Ainda que a presença de alguns componentes presenciais em cursos na modalidade EaD, assim como alguns componentes EaD em cursos presenciais não desconfigura sua caracterização original, para fins documentais, como resoluções de mobilidade acadêmica, é possível a indicação explícita da realização “integral” ou “parcial” da modalidade EaD ou presencial no curso sem, com isso, retornar-se ao conceito de hibridismo, já discutido anteriormente como não adequado à essa definição.
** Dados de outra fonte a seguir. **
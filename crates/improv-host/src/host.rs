//! The show host: formats game progress as host dialogue cues.

use improv_game::{GameConfig, ScenarioCatalog, SessionStore};
use tracing::info;

use crate::format::preview;

/// Maximum characters of scenario text per summary line.
const SCENARIO_PREVIEW_LEN: usize = 50;
/// Maximum characters of reaction text per summary line.
const REACTION_PREVIEW_LEN: usize = 100;

/// Formats game-state transitions as lines for the host to speak.
///
/// One `ShowHost` serves every live room; the surrounding agent runtime
/// supplies the room name with each call and serializes calls per room.
pub struct ShowHost {
    catalog: ScenarioCatalog,
    store: SessionStore,
}

impl ShowHost {
    /// Create a host over a loaded catalog.
    pub fn new(catalog: ScenarioCatalog, config: GameConfig) -> Self {
        Self {
            catalog,
            store: SessionStore::new(config),
        }
    }

    /// The scenario catalog this host deals from.
    pub fn catalog(&self) -> &ScenarioCatalog {
        &self.catalog
    }

    /// The underlying session store.
    pub fn store(&self) -> &SessionStore {
        &self.store
    }

    /// Mutable access to the underlying session store, for callers that
    /// record reactions or performance transcripts directly.
    pub fn store_mut(&mut self) -> &mut SessionStore {
        &mut self.store
    }

    /// Start the next round and return the announcement line.
    ///
    /// When no round has been played yet and a non-empty player name is
    /// supplied, the game is (re)initialized for that player first.
    /// Returns the game-complete line once every round has been played.
    pub fn start_new_round(&mut self, room: &str, player_name: Option<&str>) -> String {
        info!(room, player = player_name.unwrap_or(""), "Starting new round");

        if self.store.state(room).current_round == 0
            && let Some(name) = player_name.filter(|n| !n.is_empty())
        {
            let max_rounds = self.store.config().default_max_rounds;
            self.store.start_game(room, name, max_rounds);
        }

        let (state, scenario) = self.store.start_new_round(room, &self.catalog);
        match scenario {
            Some(record) => format!(
                "Round {} of {}: {}",
                state.current_round, state.max_rounds, record.text
            ),
            None => format!(
                "That's all {} rounds! Game complete. Time for the final summary.",
                state.max_rounds
            ),
        }
    }

    /// Current progress as a one-line status.
    pub fn status(&mut self, room: &str) -> String {
        info!(room, "Getting game status");

        let state = self.store.state(room);
        format!(
            "Player: {}, Round: {}/{}, Phase: {}",
            state.player_name.as_deref().unwrap_or("Unknown"),
            state.current_round,
            state.max_rounds,
            state.phase
        )
    }

    /// End the game early and return the confirmation line.
    pub fn end_early(&mut self, room: &str) -> String {
        info!(room, "Ending game early");

        let state = self.store.end_game(room);
        format!(
            "Game ended. {} completed {} out of {} rounds. Time to wrap up!",
            state.player_name.as_deref().unwrap_or("The player"),
            state.current_round,
            state.max_rounds
        )
    }

    /// The complete multi-line wrap-up for the end of the show.
    ///
    /// Scenario and reaction lines are truncated to 50 and 100 characters
    /// for speakable brevity.
    pub fn final_summary(&mut self, room: &str) -> String {
        info!(room, "Getting final summary");

        let summary = self.store.summary(room);
        let mut out = format!(
            "Game Summary for {}:\n",
            summary.player_name.as_deref().unwrap_or("Unknown")
        );
        out.push_str(&format!("Completed {} rounds.\n\n", summary.total_rounds));

        for round in &summary.rounds {
            out.push_str(&format!(
                "Round {}: {}...\n",
                round.round,
                preview(&round.scenario, SCENARIO_PREVIEW_LEN)
            ));
            if !round.reaction.is_empty() {
                out.push_str(&format!(
                    "Your reaction: {}...\n",
                    preview(&round.reaction, REACTION_PREVIEW_LEN)
                ));
            }
            out.push('\n');
        }

        out
    }
}
//! Host-facing dialogue surface for Improv Battle.
//!
//! Renders the game engine's state transitions as the short display
//! strings the conversational voice agent speaks: round announcements,
//! status lines, early-end confirmations, and the final multi-line
//! summary. The voice infrastructure itself (speech, language model,
//! room plumbing) lives outside this workspace and calls in here.

pub mod format;
pub mod host;

pub use host::ShowHost;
Com relação à Educação Básica, de acordo com a Lei de Diretrizes e Bases da Educação, Lei n.º 9.394/1996, a Educação a Distância só pode ser utilizada no ensino fundamental como complementação da aprendizagem ou em situações emergenciais e é permitida na oferta de cursos técnicos a nível médio a distância, desde que devidamente autorizados. Porém, a Resolução CNE/CEB n.º 7/2010 vai dizer no seu artigo 46 que a oferta de cursos de Educação de Jovens e Adultos, nos anos finais, entre o sexto e nono anos, poderão ser a distância, desde que devidamente credenciados para tal. Assim, na Universidade Federal de Goiás não vimos a necessidade de uso da modalidade EaD na educação básica, porém o uso de tecnologias e da educação híbrida são possibilidades a serem regulamentadas a posteriori.
No que tange à oferta de carga horária na modalidade EaD em cursos de graduação e pós-graduação presenciais, ofertados por Instituições de Educação Superior - IES pertencentes ao Sistema Federal de Ensino, normalmente regulamentada por portarias do MEC/CNE, cabe destacar que ela não mais caracteriza os cursos de graduação e pós-graduação em nenhuma das definições apresentadas acima.
No entanto, ressaltamos que, referente a essa possibilidade de oferta (adoção de percentual de carga-horária em EaD em curso presencial), desde que em consonância com a legislação vigente, este percentual estará sujeito às mesmas definições e orientações indicadas no presente documento, uma vez que é entendido como análogo à modalidade a distância e apresentando as mesmas demandas de disciplinas oferecidas em um curso totalmente a distância ou no modelo híbrido.
Por fim, a UFG entende que a EaD, enquanto modalidade, não se resume a uma metodologia estanque, ou à mera substituição da presencialidade de sala de aula por encontros síncronos mediados pelas tecnologias. Sendo assim, seu alcance nos cursos deve depender das especificidades de cada área e do modo como seu corpo docente visa sua implementação para o melhor atendimento às demandas dos alunos, seja na qualidade na formação, seja na democratização do acesso à universidade.